- Theatrical release poster
- Directed by: Jay Duplass; Mark Duplass;
- Written by: Jay Duplass; Mark Duplass;
- Produced by: Lianne Halfon; Russell Smith; Jason Reitman;
- Starring: Jason Segel; Ed Helms; Judy Greer; Susan Sarandon;
- Cinematography: Jas Shelton
- Edited by: Jay Deuby
- Music by: Michael Andrews
- Production companies: Paramount Vantage; Indian Paintbrush; Right of Way Films; Mr. Mudd;
- Distributed by: Paramount Pictures
- Release dates: September 14, 2011 (TIFF); March 16, 2012 (United States);
- Running time: 83 minutes
- Country: United States
- Language: English
- Budget: $7.5 million
- Box office: $4.7 million

= Jeff, Who Lives at Home =

2011 film by Jay Duplass, Mark Duplass

Jeff, Who Lives at Home is a 2011 American comedy-drama film written and directed by Jay and Mark Duplass, starring Jason Segel and Ed Helms, and co-starring Judy Greer and Susan Sarandon. The film premiered on September 14, 2011, at the 2011 Toronto International Film Festival and then saw a limited release in the United States and Canada on March 16, 2012, after having been pushed back from the original date of March 2. The film received praise for its humor, but grossed only $4.7 million worldwide against a $7.5 million budget.

==Plot==
Jeff is a 30-year-old unemployed stoner living in his mother Sharon's basement in Baton Rouge, Louisiana.

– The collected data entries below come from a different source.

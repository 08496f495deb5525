//! Canonical translation module
//!
//! Translates relational plans into canonical JSON documents for
//! equivalence checking.

mod batch;
mod document;
mod rex;
mod schema;
mod scope;
mod tables;
mod translator;

pub use batch::{translate_batch, PlanBatch};
pub use document::{AggregateDoc, CanonicalDocument, ExprDoc, JoinKind, PlanDoc, TableDoc};
pub use schema::{Catalog, ColumnInfo, SchemaProvider, TableSchema};
pub use scope::Scope;
pub use tables::TableRegistry;
pub use translator::{CanonicalTranslator, TranslateError};
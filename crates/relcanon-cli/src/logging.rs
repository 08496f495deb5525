//! Structured logging for the relcanon driver
//!
//! Features:
//! - Human-readable console logging for interactive runs
//! - Structured JSON logging for batch pipelines
//! - File rotation with daily log files

use tracing_appender::rolling::{RollingFileAppender, Rotation};
use tracing_subscriber::{fmt, layer::SubscriberExt, util::SubscriberInitExt, EnvFilter, Layer};

const LOG_FILE: &str = "relcanon.log";

/// Log format configuration
#[derive(Debug, Clone, Copy, PartialEq, Eq)]
pub enum LogFormat {
    /// Human-readable format
    Pretty,
    /// JSON format (structured logging)
    Json,
    /// Compact format for testing
    Compact,
}

impl LogFormat {
    /// Parse from environment variable
    pub fn from_env() -> Self {
        match std::env::var("LOG_FORMAT").as_deref() {
            Ok("json") => LogFormat::Json,
            Ok("compact") => LogFormat::Compact,
            _ => LogFormat::Pretty,
        }
    }
}

/// Log output configuration
#[derive(Debug, Clone, Copy, PartialEq, Eq)]
pub enum LogOutput {
    /// Log to stdout only
    Stdout,
    /// Log to file only
    File,
    /// Log to both stdout and file
    Both,
}

impl LogOutput {
    /// Parse from environment variable
    pub fn from_env() -> Self {
        match std::env::var("LOG_OUTPUT").as_deref() {
            Ok("file") => LogOutput::File,
            Ok("both") => LogOutput::Both,
            _ => LogOutput::Stdout,
        }
    }
}

fn file_appender() -> RollingFileAppender {
    let log_dir = std::env::var("LOG_DIR").unwrap_or_else(|_| "./logs".to_string());
    std::fs::create_dir_all(&log_dir).ok();
    RollingFileAppender::new(Rotation::DAILY, &log_dir, LOG_FILE)
}

fn console_layer<S>(format: LogFormat) -> Box<dyn Layer<S> + Send + Sync>
where
    S: tracing::Subscriber + for<'span> tracing_subscriber::registry::LookupSpan<'span>,
{
    match format {
        LogFormat::Pretty => fmt::layer().pretty().with_target(true).boxed(),
        LogFormat::Json => fmt::layer().json().with_current_span(true).boxed(),
        LogFormat::Compact => fmt::layer().compact().boxed(),
    }
}

/// Initialize the logging system
///
/// Environment variables:
/// - `RUST_LOG`: Log level (e.g., "debug", "info", "relcanon_ir=debug")
/// - `LOG_FORMAT`: Output format ("pretty", "json", "compact")
/// - `LOG_OUTPUT`: Where to write logs ("stdout", "file", "both")
/// - `LOG_DIR`: Directory for log files (default: "./logs")
///
/// Examples:
/// ```bash
/// # Trace every translated statement
/// RUST_LOG=relcanon_ir=debug relcanon plans.json
///
/// # JSON to file for a pipeline run
/// LOG_FORMAT=json LOG_OUTPUT=file LOG_DIR=/var/log/relcanon relcanon plans.json
/// ```
pub fn init() {
    let format = LogFormat::from_env();
    let output = LogOutput::from_env();

    let env_filter = EnvFilter::try_from_default_env().unwrap_or_else(|_| EnvFilter::new("info"));

    match output {
        LogOutput::Stdout => {
            tracing_subscriber::registry()
                .with(env_filter)
                .with(console_layer(format))
                .init();
        }
        LogOutput::File => {
            tracing_subscriber::registry()
                .with(env_filter)
                .with(fmt::layer().with_writer(file_appender()).with_ansi(false))
                .init();
        }
        LogOutput::Both => {
            let file_layer = fmt::layer()
                .with_writer(file_appender())
                .with_ansi(false)
                .boxed();

            tracing_subscriber::registry()
                .with(env_filter)
                .with(console_layer(format))
                .with(file_layer)
                .init();
        }
    }

    tracing::debug!(format = ?format, output = ?output, "logging initialized");
}
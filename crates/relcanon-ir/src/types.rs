//! Type system for relational plans

use serde::{Deserialize, Serialize};
use std::fmt;

/// SQL type names attached to every column and scalar expression.
///
/// Names outside the common set are kept verbatim in `Named`, so planner
/// types such as `INTERVAL_DAY` or `SARG` pass through unchanged.
#[derive(Debug, Clone, PartialEq, Eq, Hash, Serialize, Deserialize)]
#[serde(from = "String", into = "String")]
pub enum SqlType {
    // Primitives
    Boolean,
    Tinyint,
    Smallint,
    Integer,
    Bigint,
    Decimal,
    Float,
    Real,
    Double,

    // Temporal
    Date,
    Time,
    Timestamp,
    IntervalDaySecond,
    IntervalYearMonth,

    // Text
    Char,
    Varchar,

    // Binary
    Binary,
    Varbinary,

    // Complex
    Array,
    Map,
    Multiset,
    Row,

    // Special
    Null,
    Any,
    Symbol,
    Other,

    /// Any other type name reported by the planner
    Named(String),
}

const KNOWN: [SqlType; 26] = [
    SqlType::Boolean,
    SqlType::Tinyint,
    SqlType::Smallint,
    SqlType::Integer,
    SqlType::Bigint,
    SqlType::Decimal,
    SqlType::Float,
    SqlType::Real,
    SqlType::Double,
    SqlType::Date,
    SqlType::Time,
    SqlType::Timestamp,
    SqlType::IntervalDaySecond,
    SqlType::IntervalYearMonth,
    SqlType::Char,
    SqlType::Varchar,
    SqlType::Binary,
    SqlType::Varbinary,
    SqlType::Array,
    SqlType::Map,
    SqlType::Multiset,
    SqlType::Row,
    SqlType::Null,
    SqlType::Any,
    SqlType::Symbol,
    SqlType::Other,
];

impl SqlType {
    /// Canonical upper-case name, as emitted in `"type"` fields.
    pub fn name(&self) -> &str {
        match self {
            SqlType::Boolean => "BOOLEAN",
            SqlType::Tinyint => "TINYINT",
            SqlType::Smallint => "SMALLINT",
            SqlType::Integer => "INTEGER",
            SqlType::Bigint => "BIGINT",
            SqlType::Decimal => "DECIMAL",
            SqlType::Float => "FLOAT",
            SqlType::Real => "REAL",
            SqlType::Double => "DOUBLE",
            SqlType::Date => "DATE",
            SqlType::Time => "TIME",
            SqlType::Timestamp => "TIMESTAMP",
            SqlType::IntervalDaySecond => "INTERVAL_DAY_SECOND",
            SqlType::IntervalYearMonth => "INTERVAL_YEAR_MONTH",
            SqlType::Char => "CHAR",
            SqlType::Varchar => "VARCHAR",
            SqlType::Binary => "BINARY",
            SqlType::Varbinary => "VARBINARY",
            SqlType::Array => "ARRAY",
            SqlType::Map => "MAP",
            SqlType::Multiset => "MULTISET",
            SqlType::Row => "ROW",
            SqlType::Null => "NULL",
            SqlType::Any => "ANY",
            SqlType::Symbol => "SYMBOL",
            SqlType::Other => "OTHER",
            SqlType::Named(name) => name.as_str(),
        }
    }
}

impl From<String> for SqlType {
    fn from(name: String) -> Self {
        KNOWN
            .iter()
            .find(|ty| ty.name() == name)
            .cloned()
            .unwrap_or(SqlType::Named(name))
    }
}

impl From<SqlType> for String {
    fn from(ty: SqlType) -> Self {
        match ty {
            SqlType::Named(name) => name,
            known => known.name().to_string(),
        }
    }
}

impl fmt::Display for SqlType {
    fn fmt(&self, f: &mut fmt::Formatter<'_>) -> fmt::Result {
        f.write_str(self.name())
    }
}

He looks for his destiny in seemingly random occurrences. Finding inspiration in the film Signs reinforces his belief in this.

One day, he answers the telephone; the wrong number is for somebody called "Kevin", and Jeff contemplates its meaning, deciding it is a sign. Getting a call from his irritated mother asking him to buy wood glue to fix a door shutter or find a new place to live, Jeff boards a bus. There, he sees a kid wearing a sports jersey bearing the name Kevin. He follows him to a basketball court, where he joins a pick-up game, and they bond. Jeff agrees to smoke weed with Kevin, but is tricked, beaten, and mugged.

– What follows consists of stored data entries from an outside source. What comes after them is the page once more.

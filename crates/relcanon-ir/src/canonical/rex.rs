//! Canonical translator: scalar expressions

use super::document::ExprDoc;
use super::scope::Scope;
use super::translator::{CanonicalTranslator, TranslateError};
use crate::RexNode;
use tracing::warn;

impl<'a> CanonicalTranslator<'a> {
    /// Translate one scalar expression of an operator whose input has
    /// `input` columns. The scope stays fixed across the whole expression
    /// tree; only subquery bodies see a shifted one.
    pub fn translate_rex(&mut self, rex: &RexNode, scope: &Scope, input: usize) -> Result<ExprDoc, TranslateError> {
        match rex {
            RexNode::InputRef { index, ty } => Ok(ExprDoc::Column {
                column: index + scope.current_offset(),
                ty: ty.clone(),
            }),
            RexNode::Literal { value, ty } => Ok(ExprDoc::Call {
                operator: value.to_string(),
                operand: Vec::new(),
                ty: ty.clone(),
            }),
            RexNode::Call { operator, operands, ty } => Ok(ExprDoc::Call {
                operator: operator.clone(),
                operand: self.translate_operands(operands, scope, input)?,
                ty: ty.clone(),
            }),
            RexNode::FieldAccess { reference, field, ty } => {
                let RexNode::CorrelVariable { id, .. } = reference.as_ref() else {
                    return Err(TranslateError::MalformedCorrelationReference(
                        reference.kind_name().to_string(),
                    ));
                };
                Ok(ExprDoc::Column {
                    column: field + scope.lookup(id)?,
                    ty: ty.clone(),
                })
            }
            RexNode::SubQuery { operator, operands, rel, ty } => {
                let operand = self.translate_operands(operands, scope, input)?;
                // Outer columns come first, so the body starts after the enclosing input
                let (query, _) = self.translate_rel(rel, &scope.amend(None, input))?;
                Ok(ExprDoc::SubQuery {
                    operator: operator.clone(),
                    operand,
                    query: Box::new(query),
                    ty: ty.clone(),
                })
            }
            RexNode::CorrelVariable { .. }
            | RexNode::LocalRef { .. }
            | RexNode::DynamicParam { .. }
            | RexNode::RangeRef { .. }
            | RexNode::Over { .. }
            | RexNode::PatternFieldRef { .. }
            | RexNode::TableInputRef { .. } => {
                warn!(kind = rex.kind_name(), "expression has no canonical form");
                Ok(ExprDoc::not_implemented(rex.kind_name()))
            }
        }
    }

    fn translate_operands(
        &mut self,
        operands: &[RexNode],
        scope: &Scope,
        input: usize,
    ) -> Result<Vec<ExprDoc>, TranslateError> {
        operands
            .iter()
            .map(|operand| self.translate_rex(operand, scope, input))
            .collect()
    }
}
use serde::Deserialize;

/// The slice of a gateway event envelope the shop cares about. Unknown
/// fields are ignored so new event payload versions do not break parsing.
#[derive(Debug, Deserialize)]
pub struct GatewayEvent {
    #[serde(rename = "type")]
    pub kind: String,
    pub data: GatewayEventData,
}

#[derive(Debug, Deserialize)]
pub struct GatewayEventData {
    pub object: GatewayObject,
}

#[derive(Debug, Deserialize)]
pub struct GatewayObject {
    pub id: String,
    /// "checkout.session" or "payment_intent".
    #[serde(rename = "object")]
    pub object_type: Option<String>,
    #[serde(default)]
    pub payment_intent: Option<String>,
    #[serde(default)]
    pub payment_status: Option<String>,
}

impl GatewayObject {
    pub fn is_payment_intent(&self) -> bool {
        self.object_type.as_deref() == Some("payment_intent")
    }

    /// The payment intent id for a failure event: the object's own id when
    /// the object is an intent, otherwise the session's `payment_intent`.
    pub fn failure_intent(&self) -> Option<&str> {
        if self.is_payment_intent() {
            Some(&self.id)
        } else {
            self.payment_intent.as_deref()
        }
    }
}

#[cfg(test)]
mod tests {
    use super::*;

    #[test]
    fn parses_checkout_session_completed() {
        let body = r#"{
            "id": "evt_123",
            "type": "checkout.session.completed",
            "data": {
                "object": {
                    "id": "cs_test_abc",
                    "object": "checkout.session",
                    "payment_intent": "pi_123",
                    "payment_status": "paid",
                    "amount_total": 1250
                }
            }
        }"#;

        let event: GatewayEvent = serde_json::from_str(body).unwrap();
        assert_eq!(event.kind, "checkout.session.completed");
        assert_eq!(event.data.object.id, "cs_test_abc");
        assert_eq!(event.data.object.payment_intent.as_deref(), Some("pi_123"));
        assert!(!event.data.object.is_payment_intent());
    }

    #[test]
    fn parses_payment_intent_failed() {
        let body = r#"{
            "type": "payment_intent.payment_failed",
            "data": {
                "object": {
                    "id": "pi_456",
                    "object": "payment_intent",
                    "last_payment_error": {"message": "card declined"}
                }
            }
        }"#;

        let event: GatewayEvent = serde_json::from_str(body).unwrap();
        assert_eq!(event.kind, "payment_intent.payment_failed");
        assert!(event.data.object.is_payment_intent());
        assert_eq!(event.data.object.payment_intent, None);
        // an intent-shaped object is its own intent id
        assert_eq!(event.data.object.failure_intent(), Some("pi_456"));
    }

    #[test]
    fn session_shaped_failure_keeps_its_intent() {
        let body = r#"{
            "type": "checkout.session.async_payment_failed",
            "data": {
                "object": {
                    "id": "cs_test_abc",
                    "object": "checkout.session",
                    "payment_intent": "pi_789",
                    "payment_status": "unpaid"
                }
            }
        }"#;

        let event: GatewayEvent = serde_json::from_str(body).unwrap();
        assert!(!event.data.object.is_payment_intent());
        assert_eq!(event.data.object.failure_intent(), Some("pi_789"));
    }
}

Coming upon a Hooters restaurant, Jeff comes across his older brother Pat, a successful yuppie struggling with his marriage. Pat's wife Linda is spotted across the street with another man. Jeff and Pat spend several hours following them, first to a restaurant and later to a hotel, with Pat's new Porsche being ticketed, crashed, and eventually towed away at various points on the journey. The brothers also visit their father's gravesite and fight over their conflicting life philosophies.

Seeing a truck reading "Kevin Kandy", Jeff runs off to hitch a ride, ending up at the same hotel where Pat has found Linda in a room with another man. Jeff offers to break down the door. The man is her co-worker, Steve. Linda quickly ushers Steve out and then confronts Pat about his role in their problems. Frustrated, she leaves, saying she is going to live with her mother. Jeff and Pat reconcile; Jeff explains how he is struggling to find his destiny, while Pat admits he wants him and Linda to fall in love again. Jeff encourages him to tell her, and they hail a taxi to pursue her.

Interspersed within the main story is the story of Sharon, who is at work, frustrated with her unfulfilled life, and dissatisfied with her sons. The doldrum is interrupted when a paper airplane with a drawing of a flower lands in her cubicle, followed by an anonymous co-worker claiming in an instant message to be a secret admirer. Sharon spends the day trying to deduce their identity. Confiding her frustrations to colleague and friend Carol, she reveals that she has not dated since her husband's death.

Carol encourages her to warm up to the attention she is receiving. Sharon is surprised and confused when the admirer turns out to be Carol herself, and though neither believe themselves to be attracted to their own gender, Carol appeals to Sharon's desire to become close with someone who truly understands her. At that moment, a fire alarm goes off and ceiling sprinklers activate; this is an enlightening moment for Sharon who sets off with Carol on an impulsive trip to New Orleans.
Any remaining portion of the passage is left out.